Prix Louis Delluc du premier film, le long-métrage de Charlotte Le Bon est un récit mélancolique, hanté d’une douce étrangeté.
« C’est un métier coup de cœur », disait Charlotte Le Bon, avant la projection de son premier film en tant que réalisatrice, « Falcon Lake » (sortie le 7 décembre), au Festival du Cinéma Américain de Deauville. « Mon désir de réaliser était latent depuis des années, j’avais le désir de raconter des histoires à travers des images », ajoutait l’actrice, qui fut le temps d’une saison Miss Météo sur Canal+. Auparavant sélectionné à la Quinzaine des Réalisateurs au Festival de Cannes, « Falcon Lake », qui vient de recevoir le Prix Louis Delluc du premier film, est tiré d’un roman graphique, « Une sœur » de Bastien Vivès, qui se déroulait en Bretagne. « Le réel défi de l’adaptation était de se réapproprier l’histoire », précise Charlotte Le Bon, qui a tourné au Québec, dans l’univers familier pour elle d’un lac des Laurentides.
C’est avec un corps immobile qui flotte à la surface que s’ouvre cette « histoire d’amour et de fantômes », un récit d’été, « entre l’adolescence et le monde adulte ». Une famille française débarque pour les vacances chez des amis canadiens, tous réunis dans un chalet près d’un lac, enfants, ados, parents. Parmi eux, Bastien, bientôt quatorze ans, joué par Joseph Engel (qui incarnait le fils de Louis Garrel et Laetitia Casta dans « La Croisade »), impressionné par la jeune fille de la maison dont il partage la chambre, la charmante et bizarre Chloé, interprétée par Sarah Montpetit.

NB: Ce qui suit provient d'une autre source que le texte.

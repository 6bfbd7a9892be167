//! Admin decisions on join requests

use tracing::info;
use crate::database::DatabaseService;
use crate::middleware::AuthMiddleware;
use crate::utils::errors::Result;
use crate::utils::logging::log_admin_action;
use super::notification::{NotificationResult, NotificationService};

#[derive(Debug, Clone, Copy, PartialEq, Eq)]
pub enum DecisionKind {
    Approve,
    Reject,
    ApprovePremium,
}

impl DecisionKind {
    pub fn as_str(&self) -> &'static str {
        match self {
            DecisionKind::Approve => "approve",
            DecisionKind::Reject => "reject",
            DecisionKind::ApprovePremium => "approve_premium",
        }
    }
}

#[derive(Debug, Clone, Copy, PartialEq, Eq)]
pub struct AdminDecision {
    pub kind: DecisionKind,
    pub target: i64,
}

#[derive(Debug, Clone, PartialEq, Eq)]
pub enum DecisionOutcome {
    Approved { premium: bool, notification: NotificationResult },
    Rejected { notification: NotificationResult },
    /// No pending request for the target; nothing changed
    AlreadyResolved,
}

#[derive(Clone)]
pub struct ApprovalService {
    database: DatabaseService,
    notifier: NotificationService,
    auth: AuthMiddleware,
}

impl ApprovalService {
    pub fn new(database: DatabaseService, notifier: NotificationService, auth: AuthMiddleware) -> Self {
        Self { database, notifier, auth }
    }

    /// Apply an admin decision.
    ///
    /// Fails with `PermissionDenied` for anyone but the configured admin.
    /// Acting on a request that is already gone is a no-op, so repeated
    /// taps on the same button are harmless.
    pub async fn decide(&self, acting_user_id: i64, decision: AdminDecision) -> Result<DecisionOutcome> {
        self.auth.check_admin(acting_user_id)?;

        let target = decision.target;
        let outcome = match decision.kind {
            DecisionKind::Approve | DecisionKind::ApprovePremium => {
                let premium = decision.kind == DecisionKind::ApprovePremium;
                if !self.database.approve_pending(target, premium).await? {
                    return Ok(self.already_resolved(acting_user_id, decision));
                }

                let policy = self.database.settings.access_policy().await?;
                let subscribed = self
                    .database
                    .users
                    .find_by_id(target)
                    .await?
                    .map(|user| user.is_subscribed)
                    .unwrap_or(false);
                let channel = policy.required_channel().filter(|_| !subscribed);

                let notification = self.notifier.notify_approved(target, premium, channel).await;
                DecisionOutcome::Approved { premium, notification }
            }
            DecisionKind::Reject => {
                if !self.database.join_requests.resolve(target).await? {
                    return Ok(self.already_resolved(acting_user_id, decision));
                }

                let notification = self.notifier.notify_rejected(target).await;
                DecisionOutcome::Rejected { notification }
            }
        };

        log_admin_action(acting_user_id, decision.kind.as_str(), Some(target), None);
        Ok(outcome)
    }

    fn already_resolved(&self, acting_user_id: i64, decision: AdminDecision) -> DecisionOutcome {
        info!(
            admin_id = acting_user_id,
            target = decision.target,
            action = decision.kind.as_str(),
            "Join request already resolved"
        );
        DecisionOutcome::AlreadyResolved
    }
}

« Un voile de noirceur » enveloppant
Fille singulière, seize ans et plus mûre que lui, Chloé est fascinée par les histoires de fantômes, s’amuse à se déguiser d’un drap, joue à se faire peur, et raconte à Bastien la légende d’un spectre qui hante le lac et ses alentours. Certes, Chloé fréquente des plus vieux qu’eux, entraînant Bastien avec elle, mais à force de s’asseoir sur le ponton et papoter, ces deux-là vont irrémédiablement se rapprocher ; pour elle, le jeune garçon va même braver sa phobie de l’eau, et se baigner la nuit dans le lac.
« Falcon Lake » est une chronique adolescente, tendre et mélancolique, à l’âge des découvertes, des premiers émois, des hésitations, des maladresses, la première cuite, la perte de l’innocence, l’attirance… Un quotidien qui se déroule en parallèle du monde des adultes, qui n’apparaissent ici que comme un décor, un bruit de fond. Un lac, des forêts, le décor est celui des films d’horreur, et la nature, magnifiée par le travail du directeur photo (Kristof Brandl), est belle et inquiétante, « un voile de noirceur » enveloppant le tout d’une douce étrangeté, d’une inquiétude latente qui rôde.
Longtemps pressenti, un drame final va survenir mais il est presque inutile dans cette histoire racontée avec sensibilité ; flirtant avec le fantastique, ce film est subtilement hanté, mais les fantômes sont encore plus présents quand on ne les voit pas.
Patrick TARDIT
« Falcon Lake », un film de Charlotte Le Bon, avec Joseph Engel et Sarah Montpetit (sortie le 7 décembre).